§ HOW TO COMPLETE THIS TASK
All of the entries must be duplicated exactly.

(RECORDS SUPPLIED)

//! Builds a normalized reading series from raw station measurements.
//!
//! Raw records are sorted by their `GMT` timestamp, trimmed to the most
//! recent N, and mapped into the wave or wind schema selected by the owning
//! station's class. Normalization is best-effort throughout: it never fails
//! a series for a malformed timestamp or numeric string.

use chrono::{DateTime, NaiveDateTime, SecondsFormat, Utc};
use serde::Serialize;
use serde_json::Value;

use crate::stations::StationClass;

/// One normalized wave-class reading.
#[derive(Debug, Clone, PartialEq, Serialize)]
pub struct WaveReading {
    #[serde(rename = "timestampUTC")]
    pub timestamp_utc: String,
    #[serde(rename = "waveHeight")]
    pub wave_height: Option<f64>,
    #[serde(rename = "wavePeriod")]
    pub wave_period: Option<f64>,
    #[serde(rename = "swellDirection")]
    pub swell_direction: Option<String>,
}

/// One normalized wind-class reading.
#[derive(Debug, Clone, PartialEq, Serialize)]
pub struct WindReading {
    #[serde(rename = "timestampUTC")]
    pub timestamp_utc: String,
    #[serde(rename = "windSpeed")]
    pub wind_speed: Option<f64>,
    #[serde(rename = "windGust")]
    pub wind_gust: Option<f64>,
    #[serde(rename = "windDirection")]
    pub wind_direction: Option<String>,
    #[serde(rename = "airTemp")]
    pub air_temp: Option<f64>,
    #[serde(rename = "waterTemp")]
    pub water_temp: Option<f64>,
}

/// A normalized reading. Every reading belongs to exactly one variant,
/// determined by the owning station's class.
#[derive(Debug, Clone, PartialEq, Serialize)]
#[serde(untagged)]
pub enum Reading {
    Wave(WaveReading),
    Wind(WindReading),
}

impl Reading {
    pub fn timestamp_utc(&self) -> &str {
        match self {
            Reading::Wave(r) => &r.timestamp_utc,
            Reading::Wind(r) => &r.timestamp_utc,
        }
    }

    pub fn as_wave(&self) -> Option<&WaveReading> {
        match self {
            Reading::Wave(r) => Some(r),
            Reading::Wind(_) => None,
        }
    }

    pub fn as_wind(&self) -> Option<&WindReading> {
        match self {
            Reading::Wind(r) => Some(r),
            Reading::Wave(_) => None,
        }
    }
}

/// Sorts raw records by timestamp, keeps the `limit` most recent, and maps
/// each into the schema for `class`. The result is ordered oldest→newest.
///
/// Records whose `GMT` field fails to parse sort after every parseable
/// record, keeping their original relative order.
pub fn build_series(records: &[Value], limit: usize, class: StationClass) -> Vec<Reading> {
    let mut indexed: Vec<(usize, &Value)> = records.iter().enumerate().collect();
    indexed.sort_by_cached_key(|(idx, record)| {
        let parsed = record
            .get("GMT")
            .and_then(Value::as_str)
            .and_then(parse_timestamp);
        (parsed.is_none(), parsed, *idx)
    });

    let start = indexed.len().saturating_sub(limit);
    indexed[start..]
        .iter()
        .map(|(_, record)| map_record(record, class))
        .collect()
}

/// Parses a source timestamp into an absolute instant. Accepts RFC 3339 as
/// well as zone-less ISO strings, which the source treats as UTC.
fn parse_timestamp(raw: &str) -> Option<DateTime<Utc>> {
    if let Ok(dt) = DateTime::parse_from_rfc3339(raw) {
        return Some(dt.with_timezone(&Utc));
    }
    raw.parse::<NaiveDateTime>().ok().map(|naive| naive.and_utc())
}

fn map_record(record: &Value, class: StationClass) -> Reading {
    let timestamp_utc = normalized_timestamp(record);
    match class {
        StationClass::Wave => Reading::Wave(WaveReading {
            timestamp_utc,
            wave_height: numeric_field(record, "height"),
            wave_period: numeric_field(record, "period"),
            swell_direction: direction_field(record, "swellDir"),
        }),
        StationClass::Wind => Reading::Wind(WindReading {
            timestamp_utc,
            wind_speed: numeric_field(record, "windSpeed"),
            wind_gust: numeric_field(record, "windGust"),
            wind_direction: direction_field(record, "windDir"),
            air_temp: numeric_field(record, "airTemp"),
            water_temp: numeric_field(record, "waterTemp"),
        }),
    }
}

/// Re-renders the `GMT` field as ISO-8601 UTC with millisecond precision.
/// An unparseable timestamp passes through unchanged: the reading is kept
/// in a degraded state rather than dropped.
fn normalized_timestamp(record: &Value) -> String {
    match record.get("GMT").and_then(Value::as_str) {
        Some(raw) => parse_timestamp(raw)
            .map(|dt| dt.to_rfc3339_opts(SecondsFormat::Millis, true))
            .unwrap_or_else(|| raw.to_string()),
        None => String::new(),
    }
}

/// Total numeric conversion: absent or null stays `None`; everything else
/// parses as f64, with malformed values becoming `NaN` rather than an
/// error. Renderers treat `NaN` like a missing value.
fn numeric_field(record: &Value, key: &str) -> Option<f64> {
    match record.get(key) {
        None | Some(Value::Null) => None,
        Some(Value::Number(n)) => Some(n.as_f64().unwrap_or(f64::NAN)),
        Some(Value::String(s)) => Some(s.trim().parse::<f64>().unwrap_or(f64::NAN)),
        Some(_) => Some(f64::NAN),
    }
}

/// Direction strings pass through as-is; absent, null, or empty becomes
/// `None`.
fn direction_field(record: &Value, key: &str) -> Option<String> {
    record
        .get(key)
        .and_then(Value::as_str)
        .filter(|s| !s.is_empty())
        .map(str::to_string)
}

(End RECORDS SUPPLIED)

§ REPLY
//! Builds a normalized reading series from raw station measurements.
//!
//! Raw records are sorted by their `GMT` timestamp, trimmed to the most
//! recent N, and mapped into the wave or wind schema selected by the owning
//! station's class. Normalization is best-effort throughout: it never fails
//! a series for a malformed timestamp or numeric string.

use chrono::{DateTime, NaiveDateTime, SecondsFormat, Utc};
use serde::Serialize;
use serde_json::Value;

use crate::stations::StationClass;

/// One normalized wave-class reading.
#[derive(Debug, Clone, PartialEq, Serialize)]
pub struct WaveReading {
    #[serde(rename = "timestampUTC")]
    pub timestamp_utc: String,
    #[serde(rename = "waveHeight")]
    pub wave_height: Option<f64>,
    #[serde(rename = "wavePeriod")]
    pub wave_period: Option<f64>,
    #[serde(rename = "swellDirection")]
    pub swell_direction: Option<String>,
}

/// One normalized wind-class reading.
#[derive(Debug, Clone, PartialEq, Serialize)]
pub struct WindReading {
    #[serde(rename = "timestampUTC")]
    pub timestamp_utc: String,
    #[serde(rename = "windSpeed")]
    pub wind_speed: Option<f64>,
    #[serde(rename = "windGust")]
    pub wind_gust: Option<f64>,
    #[serde(rename = "windDirection")]
    pub wind_direction: Option<String>,
    #[serde(rename = "airTemp")]
    pub air_temp: Option<f64>,
    #[serde(rename = "waterTemp")]
    pub water_temp: Option<f64>,
}

/// A normalized reading. Every reading belongs to exactly one variant,
/// determined by the owning station's class.
#[derive(Debug, Clone, PartialEq, Serialize)]
#[serde(untagged)]
pub enum Reading {
    Wave(WaveReading),
    Wind(WindReading),
}

impl Reading {
    pub fn timestamp_utc(&self) -> &str {
        match self {
            Reading::Wave(r) => &r.timestamp_utc,
            Reading::Wind(r) => &r.timestamp_utc,
        }
    }

    pub fn as_wave(&self) -> Option<&WaveReading> {
        match self {
            Reading::Wave(r) => Some(r),
            Reading::Wind(_) => None,
        }
    }

    pub fn as_wind(&self) -> Option<&WindReading> {
        match self {
            Reading::Wind(r) => Some(r),
            Reading::Wave(_) => None,
        }
    }
}

/// Sorts raw records by timestamp, keeps the `limit` most recent, and maps
/// each into the schema for `class`. The result is ordered oldest→newest.
///
/// Records whose `GMT` field fails to parse sort after every parseable
/// record, keeping their original relative order.
pub fn build_series(records: &[Value], limit: usize, class: StationClass) -> Vec<Reading> {
    let mut indexed: Vec<(usize, &Value)> = records.iter().enumerate().collect();
    indexed.sort_by_cached_key(|(idx, record)| {
        let parsed = record
            .get("GMT")
            .and_then(Value::as_str)
            .and_then(parse_timestamp);
        (parsed.is_none(), parsed, *idx)
    });

    let start = indexed.len().saturating_sub(limit);
    indexed[start..]
        .iter()
        .map(|(_, record)| map_record(record, class))
        .collect()
}

/// Parses a source timestamp into an absolute instant. Accepts RFC 3339 as
/// well as zone-less ISO strings, which the source treats as UTC.
fn parse_timestamp(raw: &str) -> Option<DateTime<Utc>> {
    if let Ok(dt) = DateTime::parse_from_rfc3339(raw) {
        return Some(dt.with_timezone(&Utc));
    }
    raw.parse::<NaiveDateTime>().ok().map(|naive| naive.and_utc())
}

fn map_record(record: &Value, class: StationClass) -> Reading {
    let timestamp_utc = normalized_timestamp(record);
    match class {
        StationClass::Wave => Reading::Wave(WaveReading {
            timestamp_utc,
            wave_height: numeric_field(record, "height"),
            wave_period: numeric_field(record, "period"),
            swell_direction: direction_field(record, "swellDir"),
        }),
        StationClass::Wind => Reading::Wind(WindReading {
            timestamp_utc,
            wind_speed: numeric_field(record, "windSpeed"),
            wind_gust: numeric_field(record, "windGust"),
            wind_direction: direction_field(record, "windDir"),
            air_temp: numeric_field(record, "airTemp"),
            water_temp: numeric_field(record, "waterTemp"),
        }),
    }
}

/// Re-renders the `GMT` field as ISO-8601 UTC with millisecond precision.
/// An unparseable timestamp passes through unchanged: the reading is kept
/// in a degraded state rather than dropped.
fn normalized_timestamp(record: &Value) -> String {
    match record.get("GMT").and_then(Value::as_str) {
        Some(raw) => parse_timestamp(raw)
            .map(|dt| dt.to_rfc3339_opts(SecondsFormat::Millis, true))
            .unwrap_or_else(|| raw.to_string()),
        None => String::new(),
    }
}

/// Total numeric conversion: absent or null stays `None`; everything else
/// parses as f64, with malformed values becoming `NaN` rather than an
/// error. Renderers treat `NaN` like a missing value.
fn numeric_field(record: &Value, key: &str) -> Option<f64> {
    match record.get(key) {
        None | Some(Value::Null) => None,
        Some(Value::Number(n)) => Some(n.as_f64().unwrap_or(f64::NAN)),
        Some(Value::String(s)) => Some(s.trim().parse::<f64>().unwrap_or(f64::NAN)),
        Some(_) => Some(f64::NAN),
    }
}

/// Direction strings pass through as-is; absent, null, or empty becomes
/// `None`.
fn direction_field(record: &Value, key: &str) -> Option<String> {
    record
        .get(key)
        .and_then(Value::as_str)
        .filter(|s| !s.is_empty())
        .map(str::to_string)
}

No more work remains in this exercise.